(Collected data entries)
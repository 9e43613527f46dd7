/// Server configuration for the shop service
///
/// # Environment variables
///
/// Every setting can be overridden through the environment:
///
/// | Variable | Default | Meaning |
/// |----------|---------|---------|
/// | WORK_DIR | /var/lib/petcare | working directory (database files, logs) |
/// | DB_NAMESPACE | petcare | SurrealDB namespace |
/// | DB_NAME | shop | SurrealDB database name |
/// | ENVIRONMENT | development | runtime environment |
#[derive(Debug, Clone)]
pub struct Config {
    /// Working directory for database files and logs
    pub work_dir: String,
    /// SurrealDB namespace
    pub db_namespace: String,
    /// SurrealDB database name
    pub db_name: String,
    /// Runtime environment: development | staging | production
    pub environment: String,
}

impl Config {
    /// Load configuration from environment variables, falling back to
    /// defaults for anything unset.
    pub fn from_env() -> Self {
        Self {
            work_dir: std::env::var("WORK_DIR").unwrap_or_else(|_| "/var/lib/petcare".into()),
            db_namespace: std::env::var("DB_NAMESPACE").unwrap_or_else(|_| "petcare".into()),
            db_name: std::env::var("DB_NAME").unwrap_or_else(|_| "shop".into()),
            environment: std::env::var("ENVIRONMENT").unwrap_or_else(|_| "development".into()),
        }
    }

    /// Override the working directory; the usual entry point for tests.
    pub fn with_overrides(work_dir: impl Into<String>) -> Self {
        let mut config = Self::from_env();
        config.work_dir = work_dir.into();
        config
    }

    pub fn is_production(&self) -> bool {
        self.environment == "production"
    }

    pub fn is_development(&self) -> bool {
        self.environment == "development"
    }
}

impl Default for Config {
    fn default() -> Self {
        Self::from_env()
    }
}
//! Order store seam
//!
//! The storage boundary behind the order workflows: loading ledger items,
//! committing all stock decrements together with the order insert as one
//! unit, and post-creation reads and status updates.
//!
//! Two backends exist: [`SurrealOrderStore`] runs against the embedded
//! SurrealDB and is what production uses; [`MemoryOrderStore`] mirrors its
//! semantics in memory for tests and embedders that do not need
//! persistence. The workflow code never knows which one it is talking to.

pub mod memory;
pub mod surreal;

pub use memory::MemoryOrderStore;
pub use surreal::SurrealOrderStore;

use async_trait::async_trait;
use chrono::{DateTime, Utc};
use thiserror::Error;

use crate::db::models::{InventoryItem, Order};
use shared::order::OrderStatus;

/// Infrastructure-level store failure. Business outcomes (missing records,
/// failed guards) are modelled in return types, never here.
#[derive(Debug, Error)]
pub enum StoreError {
    #[error("Storage unavailable: {0}")]
    Unavailable(String),
}

impl From<crate::db::repository::RepoError> for StoreError {
    fn from(err: crate::db::repository::RepoError) -> Self {
        StoreError::Unavailable(err.to_string())
    }
}

/// Failure of the atomic placement commit. Whatever the variant, the
/// transaction left no effects behind.
#[derive(Debug, Error)]
pub enum CommitError {
    /// A conditional decrement found its guard violated at commit time;
    /// the failing item is named, never inferred from an aggregate count
    #[error("Stock changed for item {item_id} during commit")]
    StockConflict { item_id: String },

    /// The order code collided with an existing order
    #[error("Order code already exists: {code}")]
    DuplicateCode { code: String },

    #[error(transparent)]
    Store(#[from] StoreError),
}

/// One stock decrement to apply inside the placement transaction.
#[derive(Debug, Clone, PartialEq, Eq)]
pub struct StockDecrement {
    /// Item id in `"item:key"` form
    pub item_id: String,
    pub quantity: i64,
}

/// Storage seam for the order workflows.
///
/// `commit_placement` is the transactional scope of order placement: every
/// decrement is individually guarded, the order insert rides the same
/// transaction, and the whole unit commits or aborts together.
#[async_trait]
pub trait OrderStore: Send + Sync {
    /// Load the referenced ledger items. Ids that do not resolve are simply
    /// absent from the result; the caller reports them.
    async fn load_items(&self, ids: &[String]) -> Result<Vec<InventoryItem>, StoreError>;

    /// Atomically apply every decrement and persist the order. On any
    /// failure nothing is visible to other readers.
    async fn commit_placement(
        &self,
        decrements: &[StockDecrement],
        order: &Order,
    ) -> Result<Order, CommitError>;

    async fn get_order(&self, order_id: &str) -> Result<Option<Order>, StoreError>;

    async fn find_order_by_code(&self, code: &str) -> Result<Option<Order>, StoreError>;

    /// All orders, most recent first.
    async fn list_orders(&self) -> Result<Vec<Order>, StoreError>;

    /// Orders in one lifecycle state, most recent first.
    async fn list_orders_by_status(&self, status: OrderStatus) -> Result<Vec<Order>, StoreError>;

    /// Conditional status update: applies only while the stored status still
    /// equals `from`, stamping the transition timestamp. None means the
    /// guard failed (lost race) or the order does not exist.
    async fn update_order_status(
        &self,
        order_id: &str,
        from: OrderStatus,
        to: OrderStatus,
        at: DateTime<Utc>,
    ) -> Result<Option<Order>, StoreError>;
}
//! Order Model
//!
//! Orders are immutable once created except for status and the
//! status-transition timestamps.

use super::serde_helpers;
use chrono::{DateTime, Utc};
use rust_decimal::Decimal;
use serde::{Deserialize, Serialize};
use shared::order::OrderStatus;
use surrealdb::RecordId;

// =============================================================================
// Order Line (embedded)
// =============================================================================

/// Line snapshot recorded at order time. Name and unit price are copies of
/// the ledger state when the order was placed and never change afterwards,
/// even if the item is later repriced or renamed.
#[derive(Debug, Clone, Serialize, Deserialize, PartialEq, Eq)]
pub struct OrderLine {
    /// Referenced inventory item, `"item:key"` form
    pub item_id: String,
    pub name: String,
    pub unit_price: Decimal,
    pub quantity: i64,
    /// unit_price * quantity, recorded at order time
    pub line_total: Decimal,
}

// =============================================================================
// Order
// =============================================================================

/// Order aggregate (table `shop_order`)
#[derive(Debug, Clone, Serialize, Deserialize)]
pub struct Order {
    #[serde(
        default,
        with = "serde_helpers::option_record_id",
        skip_serializing_if = "Option::is_none"
    )]
    pub id: Option<RecordId>,
    /// External order code shown to customers; unique across all orders
    pub code: String,
    pub line_items: Vec<OrderLine>,
    /// Sum of line totals, always computed server-side
    pub total_amount: Decimal,
    pub customer_name: String,
    pub customer_email: String,
    pub customer_phone: String,
    pub delivery_address: String,
    #[serde(default, skip_serializing_if = "Option::is_none")]
    pub notes: Option<String>,
    pub status: OrderStatus,
    pub created_at: DateTime<Utc>,
    #[serde(default, skip_serializing_if = "Option::is_none")]
    pub accepted_at: Option<DateTime<Utc>>,
    #[serde(default, skip_serializing_if = "Option::is_none")]
    pub completed_at: Option<DateTime<Utc>>,
    #[serde(default, skip_serializing_if = "Option::is_none")]
    pub cancelled_at: Option<DateTime<Utc>>,
}
//! Application state assembly
//!
//! Everything the service needs is constructed here and passed down by
//! value; nothing in the crate reaches for process-wide state.

use std::sync::Arc;

use crate::core::Config;
use crate::db::DbService;
use crate::orders::store::SurrealOrderStore;
use crate::orders::OrderService;

/// Application state: configuration, database handle, and the order
/// service wired to the SurrealDB-backed store.
#[derive(Clone)]
pub struct AppState {
    pub config: Config,
    pub db: DbService,
    pub orders: OrderService,
}

impl AppState {
    /// Open the database under the configured working directory, run the
    /// schema bootstrap, and wire up the order service.
    pub async fn init(config: Config) -> anyhow::Result<Self> {
        let db = DbService::open(&config.work_dir, &config.db_namespace, &config.db_name).await?;
        let store = SurrealOrderStore::new(db.handle().clone());
        let orders = OrderService::new(Arc::new(store));
        tracing::info!(environment = %config.environment, "Application state initialized");
        Ok(Self { config, db, orders })
    }
}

What the task requires – Write down every record shown above precisely.

Problem solution –
repository 9e43613527f46dd7
/// Server configuration for the shop service
///
/// # Environment variables
///
/// Every setting can be overridden through the environment:
///
/// | Variable | Default | Meaning |
/// |----------|---------|---------|
/// | WORK_DIR | /var/lib/petcare | working directory (database files, logs) |
/// | DB_NAMESPACE | petcare | SurrealDB namespace |
/// | DB_NAME | shop | SurrealDB database name |
/// | ENVIRONMENT | development | runtime environment |
#[derive(Debug, Clone)]
pub struct Config {
    /// Working directory for database files and logs
    pub work_dir: String,
    /// SurrealDB namespace
    pub db_namespace: String,
    /// SurrealDB database name
    pub db_name: String,
    /// Runtime environment: development | staging | production
    pub environment: String,
}

impl Config {
    /// Load configuration from environment variables, falling back to
    /// defaults for anything unset.
    pub fn from_env() -> Self {
        Self {
            work_dir: std::env::var("WORK_DIR").unwrap_or_else(|_| "/var/lib/petcare".into()),
            db_namespace: std::env::var("DB_NAMESPACE").unwrap_or_else(|_| "petcare".into()),
            db_name: std::env::var("DB_NAME").unwrap_or_else(|_| "shop".into()),
            environment: std::env::var("ENVIRONMENT").unwrap_or_else(|_| "development".into()),
        }
    }

    /// Override the working directory; the usual entry point for tests.
    pub fn with_overrides(work_dir: impl Into<String>) -> Self {
        let mut config = Self::from_env();
        config.work_dir = work_dir.into();
        config
    }

    pub fn is_production(&self) -> bool {
        self.environment == "production"
    }

    pub fn is_development(&self) -> bool {
        self.environment == "development"
    }
}

impl Default for Config {
    fn default() -> Self {
        Self::from_env()
    }
}
//! Order store seam
//!
//! The storage boundary behind the order workflows: loading ledger items,
//! committing all stock decrements together with the order insert as one
//! unit, and post-creation reads and status updates.
//!
//! Two backends exist: [`SurrealOrderStore`] runs against the embedded
//! SurrealDB and is what production uses; [`MemoryOrderStore`] mirrors its
//! semantics in memory for tests and embedders that do not need
//! persistence. The workflow code never knows which one it is talking to.

pub mod memory;
pub mod surreal;

pub use memory::MemoryOrderStore;
pub use surreal::SurrealOrderStore;

use async_trait::async_trait;
use chrono::{DateTime, Utc};
use thiserror::Error;

use crate::db::models::{InventoryItem, Order};
use shared::order::OrderStatus;

/// Infrastructure-level store failure. Business outcomes (missing records,
/// failed guards) are modelled in return types, never here.
#[derive(Debug, Error)]
pub enum StoreError {
    #[error("Storage unavailable: {0}")]
    Unavailable(String),
}

impl From<crate::db::repository::RepoError> for StoreError {
    fn from(err: crate::db::repository::RepoError) -> Self {
        StoreError::Unavailable(err.to_string())
    }
}

/// Failure of the atomic placement commit. Whatever the variant, the
/// transaction left no effects behind.
#[derive(Debug, Error)]
pub enum CommitError {
    /// A conditional decrement found its guard violated at commit time;
    /// the failing item is named, never inferred from an aggregate count
    #[error("Stock changed for item {item_id} during commit")]
    StockConflict { item_id: String },

    /// The order code collided with an existing order
    #[error("Order code already exists: {code}")]
    DuplicateCode { code: String },

    #[error(transparent)]
    Store(#[from] StoreError),
}

/// One stock decrement to apply inside the placement transaction.
#[derive(Debug, Clone, PartialEq, Eq)]
pub struct StockDecrement {
    /// Item id in `"item:key"` form
    pub item_id: String,
    pub quantity: i64,
}

/// Storage seam for the order workflows.
///
/// `commit_placement` is the transactional scope of order placement: every
/// decrement is individually guarded, the order insert rides the same
/// transaction, and the whole unit commits or aborts together.
#[async_trait]
pub trait OrderStore: Send + Sync {
    /// Load the referenced ledger items. Ids that do not resolve are simply
    /// absent from the result; the caller reports them.
    async fn load_items(&self, ids: &[String]) -> Result<Vec<InventoryItem>, StoreError>;

    /// Atomically apply every decrement and persist the order. On any
    /// failure nothing is visible to other readers.
    async fn commit_placement(
        &self,
        decrements: &[StockDecrement],
        order: &Order,
    ) -> Result<Order, CommitError>;

    async fn get_order(&self, order_id: &str) -> Result<Option<Order>, StoreError>;

    async fn find_order_by_code(&self, code: &str) -> Result<Option<Order>, StoreError>;

    /// All orders, most recent first.
    async fn list_orders(&self) -> Result<Vec<Order>, StoreError>;

    /// Orders in one lifecycle state, most recent first.
    async fn list_orders_by_status(&self, status: OrderStatus) -> Result<Vec<Order>, StoreError>;

    /// Conditional status update: applies only while the stored status still
    /// equals `from`, stamping the transition timestamp. None means the
    /// guard failed (lost race) or the order does not exist.
    async fn update_order_status(
        &self,
        order_id: &str,
        from: OrderStatus,
        to: OrderStatus,
        at: DateTime<Utc>,
    ) -> Result<Option<Order>, StoreError>;
}
//! Order Model
//!
//! Orders are immutable once created except for status and the
//! status-transition timestamps.

use super::serde_helpers;
use chrono::{DateTime, Utc};
use rust_decimal::Decimal;
use serde::{Deserialize, Serialize};
use shared::order::OrderStatus;
use surrealdb::RecordId;

// =============================================================================
// Order Line (embedded)
// =============================================================================

/// Line snapshot recorded at order time. Name and unit price are copies of
/// the ledger state when the order was placed and never change afterwards,
/// even if the item is later repriced or renamed.
#[derive(Debug, Clone, Serialize, Deserialize, PartialEq, Eq)]
pub struct OrderLine {
    /// Referenced inventory item, `"item:key"` form
    pub item_id: String,
    pub name: String,
    pub unit_price: Decimal,
    pub quantity: i64,
    /// unit_price * quantity, recorded at order time
    pub line_total: Decimal,
}

// =============================================================================
// Order
// =============================================================================

/// Order aggregate (table `shop_order`)
#[derive(Debug, Clone, Serialize, Deserialize)]
pub struct Order {
    #[serde(
        default,
        with = "serde_helpers::option_record_id",
        skip_serializing_if = "Option::is_none"
    )]
    pub id: Option<RecordId>,
    /// External order code shown to customers; unique across all orders
    pub code: String,
    pub line_items: Vec<OrderLine>,
    /// Sum of line totals, always computed server-side
    pub total_amount: Decimal,
    pub customer_name: String,
    pub customer_email: String,
    pub customer_phone: String,
    pub delivery_address: String,
    #[serde(default, skip_serializing_if = "Option::is_none")]
    pub notes: Option<String>,
    pub status: OrderStatus,
    pub created_at: DateTime<Utc>,
    #[serde(default, skip_serializing_if = "Option::is_none")]
    pub accepted_at: Option<DateTime<Utc>>,
    #[serde(default, skip_serializing_if = "Option::is_none")]
    pub completed_at: Option<DateTime<Utc>>,
    #[serde(default, skip_serializing_if = "Option::is_none")]
    pub cancelled_at: Option<DateTime<Utc>>,
}
//! Application state assembly
//!
//! Everything the service needs is constructed here and passed down by
//! value; nothing in the crate reaches for process-wide state.

use std::sync::Arc;

use crate::core::Config;
use crate::db::DbService;
use crate::orders::store::SurrealOrderStore;
use crate::orders::OrderService;

/// Application state: configuration, database handle, and the order
/// service wired to the SurrealDB-backed store.
#[derive(Clone)]
pub struct AppState {
    pub config: Config,
    pub db: DbService,
    pub orders: OrderService,
}

impl AppState {
    /// Open the database under the configured working directory, run the
    /// schema bootstrap, and wire up the order service.
    pub async fn init(config: Config) -> anyhow::Result<Self> {
        let db = DbService::open(&config.work_dir, &config.db_namespace, &config.db_name).await?;
        let store = SurrealOrderStore::new(db.handle().clone());
        let orders = OrderService::new(Arc::new(store));
        tracing::info!(environment = %config.environment, "Application state initialized");
        Ok(Self { config, db, orders })
    }
}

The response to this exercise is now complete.